10. Magnetic Resonance Imaging (MRI)
Disadvantages
MRI scans are stressful because an injection has to be given, they are extremely noisy and they can be claustrophobic. Stress should not be imposed on a patient without careful consideration of ethical guidelines and issues.
MRI scanning only measures particular things. There are for example clear images of soft tissue and body organs but brain activity is not measured. Knowledge from such scans is limited.

11. Functional Magnetic Resonance Imaging (fMRI)
Functional magnetic resonance imaging, or FMRI, is a technique for measuring brain activity.
It works by detecting the changes in blood oxygenation and flow that occur in response to neural activity – when a brain area is more active it consumes more oxygen and to meet this increased demand blood flow increases to the active area.
FMRI can be used to produce activation maps showing which parts of the brain are involved in a particular mental process.
For fMRI, your head may be placed in a brace designed to help hold it still. This brace may include a mask that is created especially for you.

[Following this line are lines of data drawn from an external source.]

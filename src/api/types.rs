//! Wire types and error definitions for the remote REST API.

use std::collections::BTreeMap;

use serde::Deserialize;
use thiserror::Error;

/// Errors that can occur while talking to the API.
#[derive(Debug, Error)]
pub enum ApiError {
    /// The server answered with a non-2xx status.
    #[error("API returned {status}: {body}")]
    Status {
        status: reqwest::StatusCode,
        body: String,
    },

    /// The request never produced a response (connect error, timeout, DNS).
    #[error("API request failed: {0}")]
    Transport(#[from] reqwest::Error),
}

/// Result type for API operations.
pub type ApiResult<T> = Result<T, ApiError>;

/// A user or org profile.
#[derive(Debug, Clone, Deserialize)]
#[serde(rename_all = "camelCase")]
pub struct ApiUser {
    pub handle: String,
    pub name: Option<String>,
    pub avatar_url: Option<String>,
    pub bio: Option<String>,
}

/// Project summary with activity counters.
#[derive(Debug, Clone, Deserialize)]
#[serde(rename_all = "camelCase")]
pub struct ApiProject {
    pub owner: ApiProjectOwner,
    pub slug: String,
    #[serde(default)]
    pub summary: String,
    #[serde(default)]
    pub tags: Vec<String>,
    #[serde(default)]
    pub num_active_contributions: u64,
    #[serde(default)]
    pub num_open_tickets: u64,
    #[serde(default)]
    pub num_favs: u64,
    pub latest_release: Option<String>,
    pub default_branch: Option<String>,
}

#[derive(Debug, Clone, Deserialize)]
pub struct ApiProjectOwner {
    pub handle: String,
}

/// Ticket lifecycle status.
#[derive(Debug, Clone, Copy, PartialEq, Eq, Deserialize)]
#[serde(rename_all = "snake_case")]
pub enum TicketStatus {
    Open,
    Closed,
}

#[derive(Debug, Clone, Deserialize)]
#[serde(rename_all = "camelCase")]
pub struct ApiTicket {
    pub author: Option<String>,
    pub title: String,
    #[serde(default)]
    pub description: String,
    #[serde(default)]
    pub num_comments: u64,
    pub status: TicketStatus,
    pub created_at: String,
    pub updated_at: String,
}

/// Contribution lifecycle status.
#[derive(Debug, Clone, Copy, PartialEq, Eq, Deserialize)]
#[serde(rename_all = "snake_case")]
pub enum ContributionStatus {
    Draft,
    InReview,
    Merged,
    Closed,
}

#[derive(Debug, Clone, Deserialize)]
#[serde(rename_all = "camelCase")]
pub struct ApiContribution {
    pub author: Option<String>,
    pub title: String,
    pub description: Option<String>,
    #[serde(default)]
    pub num_comments: u64,
    pub source_branch_ref: String,
    pub target_branch_ref: String,
    pub status: ContributionStatus,
    pub created_at: String,
    pub updated_at: String,
}

/// Whoever cut a release; older payloads carry a bare handle string.
#[derive(Debug, Clone, Deserialize)]
#[serde(untagged)]
pub enum ApiReleaseAuthor {
    Handle(String),
    User { handle: String },
}

impl ApiReleaseAuthor {
    pub fn handle(&self) -> &str {
        match self {
            ApiReleaseAuthor::Handle(h) => h,
            ApiReleaseAuthor::User { handle } => handle,
        }
    }
}

#[derive(Debug, Clone, Deserialize)]
#[serde(rename_all = "camelCase")]
pub struct ApiRelease {
    pub version: String,
    pub causal_hash_squashed: String,
    pub causal_hash_unsquashed: String,
    pub created_at: String,
    pub created_by: Option<ApiReleaseAuthor>,
    pub updated_at: String,
}

/// One colored span of rendered source code.
#[derive(Debug, Clone, Deserialize)]
pub struct SyntaxSegment {
    pub annotation: Option<SyntaxAnnotation>,
    pub segment: String,
}

#[derive(Debug, Clone, Deserialize)]
pub struct SyntaxAnnotation {
    pub tag: String,
}

/// Join syntax segments back into plain source text.
pub fn syntax_text(segments: &[SyntaxSegment]) -> String {
    segments.iter().map(|s| s.segment.as_str()).collect()
}

/// A definition body: user code, or a runtime builtin with no source.
#[derive(Debug, Clone, Deserialize)]
#[serde(tag = "tag", content = "contents")]
pub enum DefinitionSyntax {
    UserObject(Vec<SyntaxSegment>),
    BuiltinObject(Vec<SyntaxSegment>),
}

impl DefinitionSyntax {
    pub fn is_builtin(&self) -> bool {
        matches!(self, DefinitionSyntax::BuiltinObject(_))
    }
}

/// A term definition payload.
///
/// Docs arrive as a deeply recursive document tree; we keep them as raw JSON
/// and extract a plain-text excerpt on demand (see [`doc_excerpt`]).
#[derive(Debug, Clone, Deserialize)]
#[serde(rename_all = "camelCase")]
pub struct ApiTerm {
    pub best_term_name: String,
    #[serde(default)]
    pub defn_term_tag: Option<String>,
    #[serde(default)]
    pub signature: Vec<SyntaxSegment>,
    pub term_definition: DefinitionSyntax,
    #[serde(default)]
    pub term_docs: Vec<(String, String, serde_json::Value)>,
}

/// A type definition payload.
#[derive(Debug, Clone, Deserialize)]
#[serde(rename_all = "camelCase")]
pub struct ApiType {
    pub best_type_name: String,
    #[serde(default)]
    pub defn_type_tag: Option<String>,
    pub type_definition: DefinitionSyntax,
    #[serde(default)]
    pub type_docs: Vec<serde_json::Value>,
}

/// Definition lookup result, keyed by definition hash.
#[derive(Debug, Clone, Deserialize)]
#[serde(rename_all = "camelCase")]
pub struct ApiDefinitions {
    #[serde(default)]
    pub missing_definitions: Vec<String>,
    #[serde(default)]
    pub term_definitions: BTreeMap<String, ApiTerm>,
    #[serde(default)]
    pub type_definitions: BTreeMap<String, ApiType>,
}

/// Walk a doc tree and collect the first few words of prose.
///
/// The doc format nests paragraphs, spans, sections and special blocks; only
/// `Word` leaves contribute text. Collection stops once `max_words` words are
/// gathered.
pub fn doc_excerpt(doc: &serde_json::Value, max_words: usize) -> Option<String> {
    let mut words = Vec::new();
    collect_words(doc, max_words, &mut words);
    if words.is_empty() {
        None
    } else {
        Some(words.join(" "))
    }
}

fn collect_words(node: &serde_json::Value, max_words: usize, out: &mut Vec<String>) {
    if out.len() >= max_words {
        return;
    }
    match node {
        serde_json::Value::Object(obj) => {
            let tag = obj.get("tag").and_then(|t| t.as_str());
            let contents = obj.get("contents");
            match (tag, contents) {
                (Some("Word"), Some(serde_json::Value::String(word))) => {
                    out.push(word.clone());
                }
                // Code and source blocks do not read well in one-line excerpts.
                (Some("Code" | "CodeBlock" | "Special"), _) => {}
                (_, Some(contents)) => collect_words(contents, max_words, out),
                _ => {}
            }
        }
        serde_json::Value::Array(items) => {
            for item in items {
                if out.len() >= max_words {
                    return;
                }
                collect_words(item, max_words, out);
            }
        }
        _ => {}
    }
}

You may be given special goggles and/or earphones to wear, so that audio-visual stimuli (for example, a projection from a computer screen or recorded sounds) may be administered during the scan.

12. fMRI scans Advantages Disadvantages
Dispute over whether or not it actual measures what it claims to measure – e.g. increased levels of oxygen could be in preparation for neural activity, not because of it.
Very noisy. (small signals and lots of ‘noise’ make it difficult to pick up changes in oxygenated blood flow.
The images produced must be interpreted carefully, since correlation does not imply causality, and brain processes are complex and often non-localized.
Statistical methods must be used carefully because they can produce false positives.
It can noninvasively record brain signals without risks of radiation inherent in other scanning methods, such as CT or PET scans.
It has high spatial resolution. 2–3 mm is typical but resolution can be as good as 1mm.
It can record signal from all regions of the brain, unlike EEG/MEG which are biased towards the cortical surface.
fMRI is widely used and standard data-analysis approaches have been developed which allow researchers to compare results across labs.
fMRI produces compelling images of brain "activation".